As shown in FIG. 10, the installation method of the inline filter 100 for the plate heat exchanger 10 is the installation method of the inline filter 100 provided at the inlet 13 of the cooling water formed in the plate heat exchanger 10. In the upper end of the pair of fixing ring 120 is formed by the fixing pin 123 is formed, the lower end of the pair of fastening by the adjusting bolt 133 and the adjusting nut 135 The control bracket 130 is formed, and preparing a rectangular perforated plate 110 formed of a plurality of perforated holes 21 or mesh (S1); Rolling and overlapping the perforated plate 110 to form a cylindrical body 190 (S2); The fixing pin 123 is inserted into the fixing ring 120 to fix the upper side of the main body 190, and the adjusting bolt 133 and the adjusting nut 135 are fastened to the adjusting bracket 130 to the main body 190. Respectively fixing the lower sides of the step (S3); Inserting the main body (190) into the cooling water inlet of the plate heat exchanger (10) and placing it (S4); Removing the fixing pin 123 from the fixing ring 120 to release the upper side of the main body 190 (S5); And step (S6) in close contact with the inside of the cooling water inlet of the plate heat exchanger 10 while unwinding the adjusting bolt 133 and the adjustment nut 135 fastened to the control bracket 130; .

Since the inline filter 100 installed in the plate heat exchanger 10 through the above steps is in close contact with the surface formed by the heat transfer plate 11 of the plate heat exchanger 10, warpage does not occur, and welding is performed. Easy to install and dismantle without maximizing the service life. As the inline filter 100 is decomposed, space utilization according to the installation space is possible.

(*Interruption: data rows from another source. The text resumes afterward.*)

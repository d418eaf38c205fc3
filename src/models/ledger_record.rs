use chrono::{NaiveDate, NaiveDateTime};
use rust_decimal::Decimal;
use serde::{Deserialize, Serialize};

/// One raw ledger row as read from the broker export, before any parsing.
///
/// Columns are positional; the export's own header text is ignored.
#[derive(Debug, Clone, Default, PartialEq, Eq)]
pub struct RawLedgerRow {
    /// 1-based data line (header excluded), in original file order.
    pub line: usize,
    pub date: String,
    pub time: String,
    pub value_date: String,
    pub product: String,
    pub security_id: String,
    pub description: String,
    pub fx: String,
    pub currency_moved: String,
    pub amount_moved: String,
    pub balance_currency: String,
    pub balance_amount: String,
    pub order_id: String,
}

impl RawLedgerRow {
    /// Build a row from positional cells. Missing trailing cells are empty.
    pub fn from_fields<S: AsRef<str>>(line: usize, fields: &[S]) -> Self {
        let cell = |idx: usize| {
            fields
                .get(idx)
                .map(|s| s.as_ref().trim().to_string())
                .unwrap_or_default()
        };
        Self {
            line,
            date: cell(0),
            time: cell(1),
            value_date: cell(2),
            product: cell(3),
            security_id: cell(4),
            description: cell(5),
            fx: cell(6),
            currency_moved: cell(7),
            amount_moved: cell(8),
            balance_currency: cell(9),
            balance_amount: cell(10),
            order_id: cell(11),
        }
    }
}

/// A normalised ledger line. Immutable once produced by the normaliser.
#[derive(Debug, Clone, PartialEq, Eq, Serialize, Deserialize)]
pub struct LedgerRecord {
    /// Position in the source file (1-based, newest first for this export).
    pub line: usize,
    /// Exchange-local date and time of the posting.
    pub timestamp: NaiveDateTime,
    #[serde(default, skip_serializing_if = "Option::is_none")]
    pub value_date: Option<NaiveDate>,
    /// `None` for pure cash lines.
    #[serde(default, skip_serializing_if = "Option::is_none")]
    pub product: Option<String>,
    #[serde(default, skip_serializing_if = "Option::is_none")]
    pub security_id: Option<String>,
    pub description: String,
    /// Conversion rate stated by the broker on the line, if any.
    #[serde(default, skip_serializing_if = "Option::is_none")]
    pub fx_rate: Option<Decimal>,
    #[serde(default, skip_serializing_if = "Option::is_none")]
    pub currency_moved: Option<String>,
    /// Signed amount in `currency_moved`; `None` when the source was unparsable.
    #[serde(default, skip_serializing_if = "Option::is_none")]
    pub amount_moved: Option<Decimal>,
    #[serde(default, skip_serializing_if = "Option::is_none")]
    pub balance_currency: Option<String>,
    /// The ledger's own running balance, as stated.
    #[serde(default, skip_serializing_if = "Option::is_none")]
    pub balance_amount: Option<Decimal>,
    /// Groups the legs of one broker execution.
    #[serde(default, skip_serializing_if = "Option::is_none")]
    pub order_id: Option<String>,
}

impl LedgerRecord {
    pub fn moved_in(&self, currency: &str) -> bool {
        self.currency_moved
            .as_deref()
            .is_some_and(|c| c.eq_ignore_ascii_case(currency))
    }

    pub fn balance_in(&self, currency: &str) -> bool {
        self.balance_currency
            .as_deref()
            .is_some_and(|c| c.eq_ignore_ascii_case(currency))
    }
}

A pair of fixing loops 120 are formed at both ends of the upper end by fixing pins 123, and a pair of adjusting brackets fastened by the adjusting bolt 133 and the adjusting nut 135 at both ends of the lower end. 130 is formed, and preparing a plurality of perforated holes 21 or rectangular perforated plate 110 formed of a mesh (S1) is a step before forming the cylindrical body 190 of the above inline filter 100. .

First, a rectangular perforated plate 110 having a plurality of perforated holes 21 is prepared.

The perforated hole 21 is in a state penetrating the surface of the perforated plate 110, is formed to be distributed on the entire surface of the perforated plate 110.

At this time, the surface of the perforated plate 110 may be formed of a mesh (mesh) that the fluid flow smoothly, in this case the shape of the mesh may be produced in the shape of the grid and the checkerboard.

At this time, the pair of fixing ring 120 is installed at both ends of the upper perforated plate 110, and is fixed through the fixing pin 123 when the perforated plate 110 is overlapped through the rolling.

In addition, the pair of adjustment brackets 130 are installed at both ends of the lower perforated plate 110, and is fastened by the adjusting bolt 133 and the adjusting nut 135 when the perforated plate 110 is rolled and overlapped. . At this time, the pair of adjustment bracket 130 is preferably formed on a separate in-line band 140 is installed on the inner peripheral surface of the main body 190.

Next, in step S2 of forming the cylindrical body 190 by rolling and overlapping the above perforated plate 110, the prepared perforated plate 110 is formed through a separate rolling molding machine (not shown). ) To form.

First, the rectangular perforated plate 110 prepared as described above is passed through a rolling molding machine (not shown). In this case, the perforated plate 110 is rolled into a cylindrical while passing through a rolling molding machine is overlapped to have a cylindrical shape.

At this time, the pair of fixing ring 120 is installed on the inside of the upper both ends of the perforated plate 110, the state just before facing each other as the above perforated plate 110 does not form a complete cylindrical shape by the overlap to be.

In addition, the in-line band 140 fixed to the upper perforated plate 110 is the same as the shape of the upper body 190 while being rolled along the forming curve with the perforated plate 110 according to the state installed in the lower both ends of the perforated plate 110. Molded into shape. At this time, the pair of adjustment brackets 130 formed on the inline band 140 is in a state facing each other.

Next, up The fixing pin 123 is fixed to the fixing ring 120 to fix the upper side of the main body 190, and the adjusting bolt 133 and the adjusting nut 135 are fastened to the upper adjusting bracket 130 by the upper main body 190. Fixing the lower side of each (S3), the overlapped main body 190 is a step of maintaining a complete cylindrical shape.

First, the overlapping cylindrical body 190 is pressed from the outside to maintain a complete cylindrical shape. In this case, the pair of fixing rings 120 are in a state where they overlap on the same horizontal line. In this state, the fixing pins 123 are fitted to the pair of fixing rings 120 to maintain the overlapped state of the main body 190.

Therefore, the upper side of the main body 190 maintains a cylindrical shape while the release of the pressing force is not completely achieved as the fixing ring 120 is fixed by the fixing pin 123 even if the pressing force is released.

On the other hand, the adjustment bolt 133 and the adjustment nut 135 is fastened to a pair of adjustment brackets 130 formed on the inline band 140 installed on both sides of the lower side, that is, the lower end of the upper perforated plate 110 of the main body 190 The overlapping state of the lower side of the main body 190 is maintained.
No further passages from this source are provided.